IN A letter, J. R. R. Tolkien once described himself: “I was born in 1892 and lived for my early life in ‘the Shire’ in a pre-mechanical age. Or more important, I am a Christian (which can be deduced from my stories), and in fact a Roman Catholic. The latter fact cannot be deduced. . . I am in fact a Hobbit (in all but size).
Tolkien is known throughout the world, mostly for The Hobbit and The Lord of the Rings, the books and the films. He is not so well known, however, for the many books published after his death, which mainly concern the earlier ages of Middle-earth, right back to its creation. The more familiar stories are located very late in the Third Age of that world.
It is also less known that all the stories, familiar or unfamiliar, are set not only in the changing landscapes of Middle-earth, but also in a mythology that Tolkien spent most of his life developing. He believed that his created legends were inspired by a medieval Christian world-view, and the northern paganism that it had absorbed.

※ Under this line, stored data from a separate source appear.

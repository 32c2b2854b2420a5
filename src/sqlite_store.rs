//! SQLite-backed [`IndexStore`] implementation.
//!
//! Collections share one database file; every row in `entries` carries the
//! name of its collection. Vectors are stored as little-endian `f32` BLOBs
//! and scored in process by brute-force cosine similarity.
//!
//! A database opened read-only by the retriever may predate the schema (or
//! be some unrelated SQLite file). Missing tables read as "no collections"
//! rather than as SQL errors.

use anyhow::Result;
use async_trait::async_trait;
use sqlx::sqlite::SqliteRow;
use sqlx::{Row, SqlitePool};

use crate::embedding::{blob_to_vec, cosine_similarity, vec_to_blob};
use crate::models::{CollectionInfo, IndexEntry, SectionMetadata};
use crate::store::{rank_candidates, EntryCandidate, IndexStore};

pub struct SqliteIndex {
    pool: SqlitePool,
}

impl SqliteIndex {
    pub fn new(pool: SqlitePool) -> Self {
        Self { pool }
    }

    pub async fn close(self) {
        self.pool.close().await;
    }

    async fn has_schema(&self) -> Result<bool> {
        let count: i64 = sqlx::query_scalar(
            "SELECT COUNT(*) FROM sqlite_master WHERE type='table' AND name IN ('collections', 'entries')",
        )
        .fetch_one(&self.pool)
        .await?;
        Ok(count == 2)
    }
}

fn info_from_row(row: &SqliteRow) -> CollectionInfo {
    let dims: i64 = row.get("dims");
    CollectionInfo {
        name: row.get("name"),
        provider: row.get("provider"),
        model: row.get("model"),
        dims: dims as usize,
        entry_count: row.get("entry_count"),
        corpus_hash: row.get("corpus_hash"),
        built_at: row.get("built_at"),
    }
}

fn candidate_from_row(row: &SqliteRow, raw_score: f64) -> EntryCandidate {
    let section_number: i64 = row.get("section_number");
    EntryCandidate {
        position: row.get("position"),
        metadata: SectionMetadata {
            chapter: row.get("chapter"),
            chapter_title: row.get("chapter_title"),
            section_number: section_number as u32,
            section_title: row.get("section_title"),
        },
        content: row.get("content"),
        raw_score,
    }
}

#[async_trait]
impl IndexStore for SqliteIndex {
    async fn replace_collection(
        &self,
        info: &CollectionInfo,
        entries: &[IndexEntry],
    ) -> Result<()> {
        let mut tx = self.pool.begin().await?;

        sqlx::query("DELETE FROM entries WHERE collection = ?")
            .bind(&info.name)
            .execute(&mut *tx)
            .await?;

        for entry in entries {
            sqlx::query(
                r#"
                INSERT INTO entries (id, collection, position, chapter, chapter_title,
                                     section_number, section_title, content,
                                     content_hash, embedding)
                VALUES (?, ?, ?, ?, ?, ?, ?, ?, ?, ?)
                "#,
            )
            .bind(&entry.id)
            .bind(&info.name)
            .bind(entry.position)
            .bind(&entry.metadata.chapter)
            .bind(&entry.metadata.chapter_title)
            .bind(entry.metadata.section_number as i64)
            .bind(&entry.metadata.section_title)
            .bind(&entry.content)
            .bind(&entry.content_hash)
            .bind(vec_to_blob(&entry.embedding))
            .execute(&mut *tx)
            .await?;
        }

        sqlx::query(
            r#"
            INSERT INTO collections (name, provider, model, dims, entry_count, corpus_hash, built_at)
            VALUES (?, ?, ?, ?, ?, ?, ?)
            ON CONFLICT(name) DO UPDATE SET
                provider = excluded.provider,
                model = excluded.model,
                dims = excluded.dims,
                entry_count = excluded.entry_count,
                corpus_hash = excluded.corpus_hash,
                built_at = excluded.built_at
            "#,
        )
        .bind(&info.name)
        .bind(&info.provider)
        .bind(&info.model)
        .bind(info.dims as i64)
        .bind(info.entry_count)
        .bind(&info.corpus_hash)
        .bind(info.built_at)
        .execute(&mut *tx)
        .await?;

        tx.commit().await?;
        Ok(())
    }

    async fn collection_info(&self, name: &str) -> Result<Option<CollectionInfo>> {
        if !self.has_schema().await? {
            return Ok(None);
        }
        let row = sqlx::query(
            "SELECT name, provider, model, dims, entry_count, corpus_hash, built_at FROM collections WHERE name = ?",
        )
        .bind(name)
        .fetch_optional(&self.pool)
        .await?;
        Ok(row.as_ref().map(info_from_row))
    }

    async fn list_collections(&self) -> Result<Vec<CollectionInfo>> {
        if !self.has_schema().await? {
            return Ok(Vec::new());
        }
        let rows = sqlx::query(
            "SELECT name, provider, model, dims, entry_count, corpus_hash, built_at FROM collections ORDER BY name ASC",
        )
        .fetch_all(&self.pool)
        .await?;
        Ok(rows.iter().map(info_from_row).collect())
    }

    async fn nearest(
        &self,
        name: &str,
        query_vec: &[f32],
        k: usize,
    ) -> Result<Vec<EntryCandidate>> {
        if !self.has_schema().await? {
            return Ok(Vec::new());
        }
        let rows = sqlx::query(
            r#"
            SELECT position, chapter, chapter_title, section_number, section_title,
                   content, embedding
            FROM entries
            WHERE collection = ?
            "#,
        )
        .bind(name)
        .fetch_all(&self.pool)
        .await?;

        let mut candidates: Vec<EntryCandidate> = rows
            .iter()
            .map(|row| {
                let blob: Vec<u8> = row.get("embedding");
                let similarity = cosine_similarity(query_vec, &blob_to_vec(&blob)) as f64;
                candidate_from_row(row, similarity)
            })
            .collect();

        rank_candidates(&mut candidates, k);
        Ok(candidates)
    }

    async fn entries_by_section(&self, name: &str, number: u32) -> Result<Vec<EntryCandidate>> {
        if !self.has_schema().await? {
            return Ok(Vec::new());
        }
        let rows = sqlx::query(
            r#"
            SELECT position, chapter, chapter_title, section_number, section_title, content
            FROM entries
            WHERE collection = ? AND section_number = ?
            ORDER BY position ASC
            "#,
        )
        .bind(name)
        .bind(number as i64)
        .fetch_all(&self.pool)
        .await?;

        Ok(rows.iter().map(|row| candidate_from_row(row, 1.0)).collect())
    }
}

Tolkien did not assume a knowledge of Christianity on the part of his readers when writing his tales of Middle-earth. In fact, many readers are probably unaware that his Christian faith was central to his writings. Indeed, he would have continued his mythology even if most of the world was non-Christian.

His created world and its symbolism was not allegory — designed to be interpreted by Christian teaching — but a fresh way of seeing reality which prepared the ground for the Christian gospel, if his readers encountered it. Tolkien also believed that the character of God’s image in all of us responds, unless stifled, naturally to authentic fantasy and fairy tale, because it has not been totally destroyed by evil.
THE shaping seed of Tolkien’s mythology, and the world of Middle-earth which his imagination built, lies in a single medieval poem that he read as an undergraduate in an Oxford university library, not long before the outbreak of the First World War.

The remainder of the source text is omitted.